As coisas brilhantes
- E. A. Meneghin
- 16 de ago.
- 2 min de leitura
"Quero pintar meu quarto de dourado", disse meu filho, sabe-se lá movido por qual desejo. Como não sabia o que responder, perguntei o motivo (minha fuga de adulto das questões irrespondíveis). Ele ficou em silêncio. É claro. O que haveria de dizer diante da opulência do dourado? Fui eu que perdi a fascinação pela pureza da cor sem nenhuma explicação, não ele. No fundo, o que senti foi inveja da sua virgindade dos sentidos, da sua vontade de imersão na cor simplesmente por ela ser como é. Nunca em meus dias mais inconsequentes imaginei pintar meu quarto inteiro de dourado.
Tornar-se adulto é decepcionante, porque faz-se um esforço muito grande para não se afundar nos sortilégios do esquecimento. O talento adulto é encontrar e fabricar motivos em série. Robustos. Incontornáveis. Mas motivos para meu filho? Todos inúteis diante de um azul, de um púrpura, de um laranja que cega.
Por outro lado, há algo que nós adultos podemos fazer: brincar com o que as coisas significam, como o valor do brilho, o significado da palavra brilhar, a obsessão pelo ouro.
Numa sessão dessas brincadeiras, falhei mais uma vez: "Filho, cuidado com as coisas que brilham demais. Elas chamam atenção no meio da multidão. Elas despertam inveja". Ao que ele me perguntou: "O que é inveja?"
Difícil explicar, mas disse que é quando as pessoas querem as mesmas coisas e colocam na cabeça que só uma delas poderá ter. Nesse momento (pude ver pela expressão de seu rosto) ele provavelmente imaginou o seu caminhãozinho sendo esquartejado por todos os amiguinhos da escola. Raça de víboras? Não há tanta diferença nesse ponto em relação aos adultos e seus talentos em criar motivos.

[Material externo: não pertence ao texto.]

//! Reduction of fragments into canonical elements
//!
//! Fragments are grouped by merge key, each group is ordered by
//! `(origin, canonical JSON)`, and the group is folded into one element. The
//! ordering makes the output independent of arrival order while keeping the
//! rule that a later source unit wins an annotation overlay.

use std::collections::BTreeMap;

use cairn_core::annotations::API_NAME;
use cairn_core::id::ID_SEPARATOR;
use cairn_core::model::DESCRIPTOR_FIELDS;
use cairn_core::{
    ElemID, Element, Field, Fragment, IdKind, InstanceElement, ObjectType, PrimitiveType, SourcePath, TypeRef,
    TypeRegistry, Values,
};
use serde::{Deserialize, Serialize};
use tracing::{debug, info, warn};

use crate::conflict::{Conflict, ConflictReason};
use crate::overlay::overlay_values;
use crate::promote::promote_field;

/// Knobs of the merge engine.
#[derive(Debug, Clone, PartialEq, Eq, Serialize, Deserialize)]
#[serde(default)]
pub struct MergeOptions {
    /// Field annotation naming the service-side field, used to match
    /// descriptor records against live fields.
    pub api_name_annotation: String,
}

impl Default for MergeOptions {
    fn default() -> Self {
        MergeOptions {
            api_name_annotation: API_NAME.to_string(),
        }
    }
}

/// Canonical elements of one session, sorted by id, and the conflicts met
/// while producing them.
#[derive(Debug, Clone, Default, PartialEq)]
pub struct MergeOutput {
    pub elements: Vec<Element>,
    pub conflicts: Vec<Conflict>,
}

impl MergeOutput {
    pub fn get(&self, id: &ElemID) -> Option<&Element> {
        self.elements
            .binary_search_by(|element| element.elem_id().cmp(id))
            .ok()
            .map(|index| &self.elements[index])
    }

    pub fn is_clean(&self) -> bool {
        self.conflicts.is_empty()
    }

    pub fn into_map(self) -> BTreeMap<ElemID, Element> {
        self.elements
            .into_iter()
            .map(|element| (element.elem_id().clone(), element))
            .collect()
    }
}

/// How a group is reduced, decided by its first fragment.
#[derive(Debug, Clone, Copy, PartialEq, Eq)]
enum GroupClass {
    Primitive,
    /// Object types, standalone fields and type-descriptor instances.
    Object,
    Instance,
}

impl GroupClass {
    fn of(element: &Element) -> Self {
        match element {
            Element::Primitive(_) => GroupClass::Primitive,
            Element::Object(_) | Element::Field(_) => GroupClass::Object,
            Element::Instance(instance) if instance.described_type().is_some() => GroupClass::Object,
            Element::Instance(_) => GroupClass::Instance,
        }
    }
}

pub struct MergeEngine<'a> {
    registry: &'a TypeRegistry,
    options: MergeOptions,
}

impl<'a> MergeEngine<'a> {
    pub fn new(registry: &'a TypeRegistry) -> Self {
        Self::with_options(registry, MergeOptions::default())
    }

    pub fn with_options(registry: &'a TypeRegistry, options: MergeOptions) -> Self {
        MergeEngine { registry, options }
    }

    pub fn options(&self) -> &MergeOptions {
        &self.options
    }

    /// Merge every fragment of a session.
    pub fn merge(&self, fragments: &[Fragment]) -> MergeOutput {
        let mut groups: BTreeMap<ElemID, Vec<(&Fragment, String)>> = BTreeMap::new();
        for fragment in fragments {
            let canonical = serde_json::to_string(&fragment.element).unwrap_or_default();
            groups
                .entry(fragment.merge_key())
                .or_default()
                .push((fragment, canonical));
        }

        let mut output = MergeOutput::default();
        for (id, mut group) in groups {
            group.sort_by(|a, b| (a.0.origin.as_str(), &a.1).cmp(&(b.0.origin.as_str(), &b.1)));
            let ordered: Vec<&Fragment> = group.into_iter().map(|(fragment, _)| fragment).collect();
            let mut element = self.merge_group(&id, &ordered, &mut output.conflicts);
            self.registry.intern_element(&mut element);
            self.registry.register_element(&element);
            output.elements.push(element);
        }

        output.conflicts.sort_by_key(Conflict::sort_key);
        for conflict in &output.conflicts {
            warn!(%conflict, "Merge conflict");
        }
        info!(
            fragments = fragments.len(),
            elements = output.elements.len(),
            conflicts = output.conflicts.len(),
            "Merged fragments"
        );
        output
    }

    fn merge_group(&self, id: &ElemID, group: &[&Fragment], conflicts: &mut Vec<Conflict>) -> Element {
        let first = group[0];
        let class = GroupClass::of(&first.element);
        let mut members: Vec<&Fragment> = Vec::with_capacity(group.len());
        for fragment in group {
            if GroupClass::of(&fragment.element) == class {
                members.push(fragment);
            } else {
                conflicts.push(Conflict::new(
                    id.clone(),
                    &first.origin,
                    &fragment.origin,
                    ConflictReason::KindMismatch {
                        kept: first.element.kind_name().to_string(),
                        dropped: fragment.element.kind_name().to_string(),
                    },
                ));
            }
        }

        match class {
            GroupClass::Primitive => Element::Primitive(merge_primitive(id, &members, conflicts)),
            GroupClass::Object => Element::Object(self.merge_object(id, &members, conflicts)),
            GroupClass::Instance => Element::Instance(merge_instance(id, &members, conflicts)),
        }
    }

    fn merge_object(&self, id: &ElemID, members: &[&Fragment], conflicts: &mut Vec<Conflict>) -> ObjectType {
        let mut merged = ObjectType::new(id.clone());
        let mut field_origins: BTreeMap<String, String> = BTreeMap::new();
        let mut annotation_origins: BTreeMap<String, String> = BTreeMap::new();
        let mut overrides: Vec<(String, Values)> = Vec::new();
        let mut descriptors: Vec<&InstanceElement> = Vec::new();
        let mut live = false;

        for fragment in members {
            match &fragment.element {
                Element::Object(object) => {
                    live = true;
                    overlay_values(&mut merged.annotations, object.annotations.clone());
                    merge_annotation_types(
                        id,
                        &mut merged.annotation_types,
                        &object.annotation_types,
                        &fragment.origin,
                        &mut annotation_origins,
                        conflicts,
                    );
                    for field in object.fields.values() {
                        merge_field(&mut merged, field, &fragment.origin, &mut field_origins, conflicts);
                    }
                    overrides.extend(object.field_overrides.iter().map(|(n, v)| (n.clone(), v.clone())));
                    merged.paths.extend(object.paths.iter().cloned());
                }
                Element::Field(field) => {
                    live = true;
                    merge_field(&mut merged, field, &fragment.origin, &mut field_origins, conflicts);
                }
                Element::Instance(instance) => {
                    descriptors.push(instance);
                    merged.paths.extend(instance.paths.iter().cloned());
                }
                // Filtered out by group class.
                Element::Primitive(_) => {}
            }
        }

        if !live && !descriptors.is_empty() {
            debug!(id = %id, "Promoting descriptor instance to object type");
        }
        for descriptor in descriptors {
            self.apply_descriptor(&mut merged, descriptor);
        }

        for (name, values) in overrides {
            match merged.fields.get_mut(&name) {
                Some(field) => overlay_values(&mut field.annotations, values),
                None => {
                    debug!(id = %id, field = %name, "Keeping override of undeclared field");
                    overlay_values(merged.field_overrides.entry(name).or_default(), values);
                }
            }
        }

        normalize_paths(&mut merged.paths);
        merged
    }

    /// Overlay descriptor records onto live fields, adding a field for every
    /// record no live field matches.
    fn apply_descriptor(&self, merged: &mut ObjectType, descriptor: &InstanceElement) {
        let mut type_level = descriptor.value.clone();
        type_level.remove(DESCRIPTOR_FIELDS);
        overlay_values(&mut merged.annotations, type_level);

        let adapter = merged.elem_id.adapter().to_string();
        for record in descriptor.field_descriptors().unwrap_or_default() {
            let Some(promoted) = promote_field(record, &adapter) else {
                continue;
            };
            match self.matching_field(merged, &promoted.name) {
                Some(key) => {
                    if let Some(field) = merged.fields.get_mut(&key) {
                        overlay_values(&mut field.annotations, promoted.annotations);
                    }
                }
                None if promoted.name.contains(ID_SEPARATOR) => {
                    warn!(
                        elem_id = %merged.elem_id,
                        field = %promoted.name,
                        "Skipping descriptor field whose name cannot form an element id"
                    );
                }
                None => {
                    let type_ref = self.registry.get_or_create_id(&promoted.type_id);
                    merged.add_field(promoted.name, type_ref).annotations = promoted.annotations;
                }
            }
        }
    }

    fn matching_field(&self, object: &ObjectType, name: &str) -> Option<String> {
        if object.fields.contains_key(name) {
            return Some(name.to_string());
        }
        object
            .fields
            .values()
            .find(|field| {
                field
                    .annotations
                    .get(&self.options.api_name_annotation)
                    .and_then(|v| v.as_str())
                    == Some(name)
            })
            .map(|field| field.name.clone())
    }
}

/// Merge fragments with default options.
pub fn merge_fragments(fragments: &[Fragment], registry: &TypeRegistry) -> MergeOutput {
    MergeEngine::new(registry).merge(fragments)
}

fn merge_field(
    merged: &mut ObjectType,
    field: &Field,
    origin: &str,
    field_origins: &mut BTreeMap<String, String>,
    conflicts: &mut Vec<Conflict>,
) {
    match merged.fields.get_mut(&field.name) {
        Some(existing) if existing.type_ref != field.type_ref => {
            let kept_origin = field_origins.get(&field.name).map(String::as_str).unwrap_or_default();
            conflicts.push(Conflict::new(
                existing.elem_id.clone(),
                kept_origin,
                origin,
                ConflictReason::FieldTypeMismatch {
                    field: field.name.clone(),
                    kept: existing.type_ref.id().clone(),
                    dropped: field.type_ref.id().clone(),
                },
            ));
        }
        Some(existing) => overlay_values(&mut existing.annotations, field.annotations.clone()),
        None => {
            let mut added = field.clone();
            added.elem_id = merged.elem_id.create_nested(IdKind::Field, field.name.clone());
            merged.fields.insert(field.name.clone(), added);
            field_origins.insert(field.name.clone(), origin.to_string());
        }
    }
}

fn merge_annotation_types(
    id: &ElemID,
    merged: &mut BTreeMap<String, TypeRef>,
    incoming: &BTreeMap<String, TypeRef>,
    origin: &str,
    origins: &mut BTreeMap<String, String>,
    conflicts: &mut Vec<Conflict>,
) {
    for (name, type_ref) in incoming {
        match merged.get(name) {
            Some(existing) if existing != type_ref => {
                let kept_origin = origins.get(name).map(String::as_str).unwrap_or_default();
                conflicts.push(Conflict::new(
                    id.create_nested(IdKind::Annotation, name.clone()),
                    kept_origin,
                    origin,
                    ConflictReason::AnnotationTypeMismatch {
                        annotation: name.clone(),
                        kept: existing.id().clone(),
                        dropped: type_ref.id().clone(),
                    },
                ));
            }
            Some(_) => {}
            None => {
                merged.insert(name.clone(), type_ref.clone());
                origins.insert(name.clone(), origin.to_string());
            }
        }
    }
}

fn merge_primitive(id: &ElemID, members: &[&Fragment], conflicts: &mut Vec<Conflict>) -> PrimitiveType {
    let mut merged: Option<(PrimitiveType, &str)> = None;
    let mut annotation_origins = BTreeMap::new();
    for fragment in members {
        let Element::Primitive(primitive) = &fragment.element else {
            continue;
        };
        let (target, first_origin) = merged.get_or_insert_with(|| {
            (PrimitiveType::new(id.clone(), primitive.primitive), fragment.origin.as_str())
        });
        if target.primitive != primitive.primitive {
            conflicts.push(Conflict::new(
                id.clone(),
                first_origin,
                &fragment.origin,
                ConflictReason::PrimitiveMismatch {
                    kept: target.primitive,
                    dropped: primitive.primitive,
                },
            ));
            continue;
        }
        overlay_values(&mut target.annotations, primitive.annotations.clone());
        merge_annotation_types(
            id,
            &mut target.annotation_types,
            &primitive.annotation_types,
            &fragment.origin,
            &mut annotation_origins,
            conflicts,
        );
        target.paths.extend(primitive.paths.iter().cloned());
    }
    let mut merged = match merged {
        Some((primitive, _)) => primitive,
        None => PrimitiveType::new(id.clone(), cairn_core::PrimitiveKind::String),
    };
    normalize_paths(&mut merged.paths);
    merged
}

fn merge_instance(id: &ElemID, members: &[&Fragment], conflicts: &mut Vec<Conflict>) -> InstanceElement {
    let mut merged: Option<(InstanceElement, &str)> = None;
    for fragment in members {
        let Element::Instance(instance) = &fragment.element else {
            continue;
        };
        let Some((target, first_origin)) = merged.as_mut() else {
            merged = Some((instance.clone(), fragment.origin.as_str()));
            continue;
        };
        if target.type_ref != instance.type_ref {
            conflicts.push(Conflict::new(
                id.clone(),
                first_origin,
                &fragment.origin,
                ConflictReason::InstanceTypeMismatch {
                    kept: target.type_ref.id().clone(),
                    dropped: instance.type_ref.id().clone(),
                },
            ));
            continue;
        }
        overlay_values(&mut target.value, instance.value.clone());
        target.paths.extend(instance.paths.iter().cloned());
    }
    let mut merged = match merged {
        Some((instance, _)) => instance,
        None => InstanceElement {
            elem_id: id.clone(),
            type_ref: TypeRef::detached(id.parent()),
            value: Values::new(),
            paths: Vec::new(),
        },
    };
    normalize_paths(&mut merged.paths);
    merged
}

fn normalize_paths(paths: &mut Vec<SourcePath>) {
    paths.retain(|path| !path.is_empty());
    paths.sort();
    paths.dedup();
}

Ele quase chorou. Depois ficou envergonhado. Eu me senti péssimo por ter ensinado uma nova palavra, mesmo sabendo que, cedo ou tarde, ele descobriria da pior maneira possível. Não sei se fiz bem, mas foi o que aconteceu. Depois continuei com o quarto dourado, dizendo que ninguém ia ter inveja porque o quarto ficava dentro da casa, escondido dos outros.
Nisso obtive sucesso. O quarto dourado voltou a ser uma possibilidade para ele e cada um seguiu o seu caminho.
Ao chegar na biblioteca deparo-me com um livro de Mishima, O pavilhão dourado, como se eu tivesse sido atraído pela cor ou pela palavra até essa obra. Sou obrigado pelo talismã do acaso a abrir em uma página qualquer: "O rádio anunciava de minuto a minuto a aproximação do tufão, mas não se via ainda vestígio dele. A chuva intermitente da tarde cessara, e no céu claro da noite erguia-se a lua sem dúvida alguma cheia. O pessoal do templo observava do jardim as condições atmosféricas e dizia que era a calmaria antes da tempestade."
Após alguns minutos o tufão chegou. Como eu poderia proteger meu filho da inveja ensinando-o que as coisas brilhantes deveriam permanecer escondidas? Então tudo o que resplandece precisa ser ocultado? Seria esse o motivo de eu nunca ter imaginado um quarto dourado?